Three of the studies [4-6] used EPA emission factors and unloading frequency data to estimate

individual wells’ liquids unloading emissions [7]. Venkatesh’s approach resulted in a lower liquids

unloading in part due to a modeling choice that assumed liquids unloading was a component of a discrete

distribution of overall production fugitive emissions. NETL utilized EPA emission factor data to evenly

distribute emissions across the number of US wells under production and 2007 production levels. Burnham

modeled the frequency of unloading between the two EPA study basins to derive the average unloading

frequency and modified the average emission factor by the proportion of conventional wells requiring

unloading. Howarth utilized GAO 2010 data that considered empirical unloading emission data measured

from 4 conventional gas basins [8]. These GAO data are based partly on previous EPA data that did not

include methodology changes used in the 2011 TSD [7]. We took the mean of these estimates as the most

likely value in our best estimate distribution (0.6, 4.1, 6.6 g CO2e/MJ).

Emissions resulting from liquids unloading are not a regulated emission category in the proposed

NSPS rule.[9] Thus, we assume there will be no impacts on liquids unloading due to the proposed rule and

no additional modeling of liquids unloading is required for the scenario that accounts for the proposed rule

impacts.

Due to the reductions expected from the proposed EPA rule, we expect the overall footprint of gas

production from both sources to be reduced. However we expect that unconventional emissions will be

reduced more than conventional emissions due to the green completions requirement and lack of a

requirement for liquids unloading controls.

1.3 Lease/Plant Energy

The fourth major category of emissions is from energy use in the production field (lease fuel) and in

natural gas processing plants (plant fuel). Because it was not always possible to separate authors’ estimates

of lease fuel use versus plant fuel use, we considered these emissions categories jointly for some authors.

Several methods were utilized to estimate these sources, including bottom-up process estimates of

individual processes of acid gas removal, compression, condensate separation and treatment, etc. (NETL,

Stephenson et al.), top-down estimates of plant and lease fuel from EIA surveys [6], and previous industry

studies [4, 10]. It should be noted that the studies used in the GREET model as cited by Burnham are from

the early 1990’s [11]. This source was not estimated by Hultman. It was sometimes not possible to separate

lease and plant fuel use from routine flaring and venting of CO2 (acid gas removal and blowdowns), but

where possible these emissions sources were placed in the “flaring” and “CO2 vent” categories. Table 1

shows that considerable differences exist between the studies, though the values center around the 2-4 g

CO2e/MJ range. For our best estimate, we averaged the estimates from the five studies for our best estimate

(3.2) with a range of 2.2 to 4.0 g CO2e/MJ.

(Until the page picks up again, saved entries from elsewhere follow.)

//! BIP-39 mnemonic seed backup and restoration.

use bip39::{Language, Mnemonic};

use crate::error::WalletError;
use crate::keys::Seed;

/// Encode a 32-byte seed as a 24-word BIP-39 phrase.
pub fn seed_to_mnemonic(seed: &Seed) -> String {
    let m = Mnemonic::from_entropy_in(Language::English, seed.as_bytes())
        .expect("32 bytes always produces valid mnemonic");
    m.to_string()
}

/// Parse a BIP-39 phrase back into the 32-byte seed.
///
/// Whitespace is normalized and the phrase lowercased before parsing.
pub fn mnemonic_to_seed(phrase: &str) -> Result<Seed, WalletError> {
    let normalized = phrase
        .split_whitespace()
        .collect::<Vec<_>>()
        .join(" ")
        .to_lowercase();
    let m = Mnemonic::parse_in(Language::English, &normalized)
        .map_err(|e| WalletError::InvalidMnemonic(e.to_string()))?;
    let entropy = m.to_entropy();
    if entropy.len() != 32 {
        return Err(WalletError::InvalidMnemonic(format!(
            "expected 32 bytes of entropy, got {}",
            entropy.len()
        )));
    }
    let mut bytes = [0u8; 32];
    bytes.copy_from_slice(&entropy);
    Ok(Seed::from_bytes(bytes))
}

1.4 Production and Processing Fugitive Emissions

The fourth large category of emissions is due to fugitive emissions in production and processing.

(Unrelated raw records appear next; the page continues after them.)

//! Seed management and deterministic hierarchical key derivation.
//!
//! A 32-byte master seed produces one secp256k1 account keypair per account
//! index via BLAKE3 keyed derivation. Child keys at (branch, index) are
//! additive tweaks of the account key: `child = account + t·G` where `t`
//! is derived from the account *public* key, the branch, and the index.
//! Because the tweak depends only on public data, a cosigner's child keys
//! are derivable from their registered account public key alone, which is
//! what makes multisig deposit addresses derivable before every private
//! key holder is online.

use serde::{Deserialize, Serialize};
use std::collections::HashMap;
use std::fmt;
use zeroize::{Zeroize, ZeroizeOnDrop};

use brook_core::crypto::{KeyPair, PublicKey};

use crate::error::WalletError;

/// BLAKE3 KDF context for account key derivation.
const ACCOUNT_KDF_CONTEXT: &str = "brook-wallet-account-key-v1";

/// BLAKE3 KDF context for child key tweaks.
const CHILD_KDF_CONTEXT: &str = "brook-wallet-child-tweak-v1";

/// Derivation branch distinguishing receive from change addresses.
#[derive(Clone, Copy, Debug, PartialEq, Eq, Hash, PartialOrd, Ord, Serialize, Deserialize)]
pub enum Branch {
    /// Externally visible deposit addresses.
    Receive = 0,
    /// Internal change addresses, used only by the builder.
    Change = 1,
}

impl Branch {
    pub fn as_u8(&self) -> u8 {
        *self as u8
    }
}

impl fmt::Display for Branch {
    fn fmt(&self, f: &mut fmt::Formatter<'_>) -> fmt::Result {
        match self {
            Branch::Receive => write!(f, "receive"),
            Branch::Change => write!(f, "change"),
        }
    }
}

/// A 32-byte master seed for deterministic key derivation.
///
/// Secret material is zeroized on drop to prevent leaking key material in
/// freed memory.
#[derive(Zeroize, ZeroizeOnDrop)]
pub struct Seed {
    bytes: [u8; 32],
}

impl Seed {
    /// Generate a random seed from the OS cryptographic RNG.
    pub fn generate() -> Self {
        use rand::RngCore;
        let mut bytes = [0u8; 32];
        rand::rngs::OsRng.fill_bytes(&mut bytes);
        Self { bytes }
    }

    /// Create a seed from raw bytes.
    pub fn from_bytes(bytes: [u8; 32]) -> Self {
        Self { bytes }
    }

    /// Get the raw seed bytes. Handle with care.
    pub fn as_bytes(&self) -> &[u8; 32] {
        &self.bytes
    }
}

impl Clone for Seed {
    fn clone(&self) -> Self {
        Self { bytes: self.bytes }
    }
}

impl fmt::Debug for Seed {
    fn fmt(&self, f: &mut fmt::Formatter<'_>) -> fmt::Result {
        f.debug_struct("Seed").field("bytes", &"[REDACTED]").finish()
    }
}

/// Deterministic key derivation chain from a master seed.
///
/// Account keypairs are cached after first derivation; child keypairs are
/// recomputed on demand (a single scalar addition).
pub struct KeyChain {
    seed: Seed,
    /// Cache of derived account keypairs by account index.
    accounts: HashMap<u32, KeyPair>,
}

impl KeyChain {
    pub fn new(seed: Seed) -> Self {
        Self {
            seed,
            accounts: HashMap::new(),
        }
    }

    /// Derive (and cache) the keypair for an account index.
    pub fn account_keypair(&mut self, account: u32) -> Result<&KeyPair, WalletError> {
        if !self.accounts.contains_key(&account) {
            let kp = derive_account_keypair(&self.seed, account)?;
            self.accounts.insert(account, kp);
        }
        Ok(&self.accounts[&account])
    }

    /// The account-level public key registered with cosigners.
    pub fn account_public_key(&mut self, account: u32) -> Result<PublicKey, WalletError> {
        Ok(self.account_keypair(account)?.public_key())
    }

    /// Our private child keypair at (account, branch, index).
    pub fn child_keypair(
        &mut self,
        account: u32,
        branch: Branch,
        index: u32,
    ) -> Result<KeyPair, WalletError> {
        let parent = self.account_keypair(account)?.clone();
        let tweak = child_tweak(&parent.public_key(), branch, index);
        parent
            .add_tweak(&tweak)
            .map_err(|e| WalletError::InvalidDerivation(e.to_string()))
    }

    /// Access the seed (for wallet file serialization and mnemonics).
    pub(crate) fn seed(&self) -> &Seed {
        &self.seed
    }
}

impl fmt::Debug for KeyChain {
    fn fmt(&self, f: &mut fmt::Formatter<'_>) -> fmt::Result {
        f.debug_struct("KeyChain")
            .field("cached_accounts", &self.accounts.len())
            .finish()
    }
}

/// Derive the account keypair for `account` from the master seed.
fn derive_account_keypair(seed: &Seed, account: u32) -> Result<KeyPair, WalletError> {
    let mut ikm = Vec::with_capacity(36);
    ikm.extend_from_slice(seed.as_bytes());
    ikm.extend_from_slice(&account.to_le_bytes());
    let derived = blake3::derive_key(ACCOUNT_KDF_CONTEXT, &ikm);
    KeyPair::from_secret_bytes(derived)
        .map_err(|e| WalletError::InvalidDerivation(e.to_string()))
}

/// The additive tweak for a child at (branch, index) under `account_key`.
///
/// Depends only on the account public key, so any cosigner can compute it.
pub fn child_tweak(account_key: &PublicKey, branch: Branch, index: u32) -> [u8; 32] {
    let mut ikm = Vec::with_capacity(38);
    ikm.extend_from_slice(&account_key.serialize());
    ikm.push(branch.as_u8());
    ikm.extend_from_slice(&index.to_le_bytes());
    blake3::derive_key(CHILD_KDF_CONTEXT, &ikm)
}

/// Public child key at (branch, index) for any cosigner's account key.
pub fn child_public_key(
    account_key: &PublicKey,
    branch: Branch,
    index: u32,
) -> Result<PublicKey, WalletError> {
    let tweak = child_tweak(account_key, branch, index);
    account_key
        .add_tweak(&tweak)
        .map_err(|e| WalletError::InvalidDerivation(e.to_string()))
}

Fugitive emissions from the production and processing stages are generally due to inefficiencies and

S4

failures in the equipment at the well and plant sites (e.g. pneumatic devices, dehydrators, compressors,

AGR units). However, a significant portion of a well’s production and processing fugitive emissions

originate from valve leaks. Two authors did not account for differences in fugitive emissions between shale

and conventional wells (Jiang and Stephenson), while NETL and Burnham found only minor differences

(see Table SI-5).

The primary method for estimating the production and processing fugitive emissions considered a

top-down approach that most frequently utilized the EPA Greenhouse Gas Inventory estimates of fugitive

emissions. Venkatesh, Hultman, and Burnham each used and modified this approach to account for other

sources of data that provided differing estimates. Venkatesh and Burnham further utilized this information

to model these parameters as a continuous distribution. NETL utilized a bottom-up process-based approach,

modeling each step in the production and processing stages. Stephenson utilized point estimates from the

American Petroleum Institute GHG Compendium [12]. Howarth utilized estimates of discrete high and low

estimates of fugitive emissions from GAO [8]. All studies considered that equipment and processes would

be similar when producing and processing conventional and shale gas, so no distinction was made between

the two well types.

Considerable differences were exhibited between the studies for fugitive emissions at the well site

(0.7-5 g CO2e/MJ) with smaller differences at the processing plant (0.4-1.7 g CO2e/MJ). Howarth noted

that their high estimate for well fugitive emissions is due to their choice to account for emergency and

accidental venting events that are not generally captured in greenhouse gas inventory accounting [13]. The

review of the studies did not provide any clear reasons there is a large range of estimates for this emission

category. Thus, our best estimate distribution was taken as the studies’ average and min/max: (0.7, 2.3,

5.0).

1.5 Transmission Fugitive Emissions

Fugitive emissions during natural gas transmission result from compression devices, valves and

pipeline leaks as high pressure gas is moved from the processing location to the end-user (here a power

plant). Some of the studies included the distribution phase and others did not, given their different scopes.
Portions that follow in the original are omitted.